Les émotions ne sont pas les bienvenues au travail aussi parce que c’est difficile de leur donner une place : pour exprimer ses émotions, encore faut-il être capable de les identifier. Moins on est conscient de ses émotions, plus ce sont elles qui nous gouvernent. 🥴 Si tu m’as bien suivie, on est dans un bon gros cercle vicieux, ou dans inception, là.

Gare aux émotions

Entendons-nous bien, il ne faut pas tomber dans un discours trop radical. Les émotions ne doivent pas non plus être notre seul guide. Comme dirait Mark Manson:

« Tu sais qui compte exclusivement sur ses émotions ? Les gosses de trois ans. Et les chiens. Tu sais ce que font les bambins et les clébards ? Caca par terre. »

Photo by Picsea on Unsplash. Y’avait pas le trio chien/bébé/caca, et heureusement.

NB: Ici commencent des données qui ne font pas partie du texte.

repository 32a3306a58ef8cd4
pub mod formatting;
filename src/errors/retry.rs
use std::future::Future;
use std::time::Duration;
use rand::Rng;
use tracing::{debug, warn};
use super::classification::ErrorClassification;
use super::types::FlowscopeError;

const TIMEOUT_BACKOFF: Duration = Duration::from_secs(5);

/// Backoff for control-plane requests.
#[derive(Debug, Clone)]
pub struct RetryConfig {
    pub max_retries: u32,
    /// Cap on a single backoff delay.
    pub max_delay: Duration,
}

impl Default for RetryConfig {
    fn default() -> Self {
        Self {
            max_retries: 2,
            max_delay: Duration::from_secs(30),
        }
    }
}

impl RetryConfig {
    pub fn none() -> Self {
        Self { max_retries: 0, ..Default::default() }
    }

    /// Delay before retry number `attempt` (0-indexed).
    ///
    /// Timeouts wait a flat 5s. Everything else doubles from 1s and adds up
    /// to a second of jitter. Both are capped at `max_delay`.
    pub fn backoff(&self, class: &ErrorClassification, attempt: u32) -> Duration {
        let delay = if class.error_type == "TimeoutError" {
            TIMEOUT_BACKOFF
        } else {
            let doubled = Duration::from_secs(1u64 << attempt.min(16));
            doubled + Duration::from_millis(rand::thread_rng().gen_range(0..1000))
        };
        delay.min(self.max_delay)
    }
}

/// Run `factory` until it succeeds, fails with a non-retryable error, or
/// `max_retries` retries are used up. The last error is returned.
pub async fn with_retry<F, Fut, T>(
    operation_name: &str,
    config: &RetryConfig,
    mut factory: F,
) -> Result<T, FlowscopeError>
where
    F: FnMut() -> Fut,
    Fut: Future<Output = Result<T, FlowscopeError>>,
{
    let mut attempt = 0;
    loop {
        let err = match factory().await {
            Ok(value) => return Ok(value),
            Err(e) => e,
        };
        let class = err.classify();
        if !class.retryable {
            debug!(operation = operation_name, error_type = class.error_type, "Not retrying");
            return Err(err);
        }
        if attempt >= config.max_retries {
            warn!(operation = operation_name, attempts = attempt + 1, error = %err, "Giving up after retries");
            return Err(err);
        }

        let delay = config.backoff(&class, attempt);
        warn!(
            operation = operation_name,
            attempt = attempt + 1,
            error_type = class.error_type,
            delay_ms = delay.as_millis() as u64,
            error = %err,
            "Retrying"
        );
        tokio::time::sleep(delay).await;
        attempt += 1;
    }
}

Pour lui, les émotions, c’est surfait. Il faut être conscient que si les émotions font partie de l’équation de notre vie, elles n’en sont pas non plus l’entière équation.

Les émotions sont également passagères: ce qui nous rend heureux aujourd’hui peut ne plus nous faire aucun effet demain. Tout simplement parce qu’on a toujours besoin de plus, d’autre chose.

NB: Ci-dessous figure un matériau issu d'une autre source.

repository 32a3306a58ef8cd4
pub mod execution;

pub use crate::drivers::events;
pub use events::ExecutionEvent;
pub use execution::{ControllerSettings, CosmeticsFactory, ExecutionController, FinishedUpload, PendingUpload};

Un autre danger principal des émotions réside dans ce qu’on appelle les biais émotionnels. Un biais émotionnel, c’est une réaction émotionnelle à une situation ou à une information qui peut perturber la prise de décision.

Une personne sera ainsi encline à croire une chose qui procure un sentiment agréable, ou à rejeter des réalités désagréables. Et ce, même s’il existe des preuves rationnelles du contraire.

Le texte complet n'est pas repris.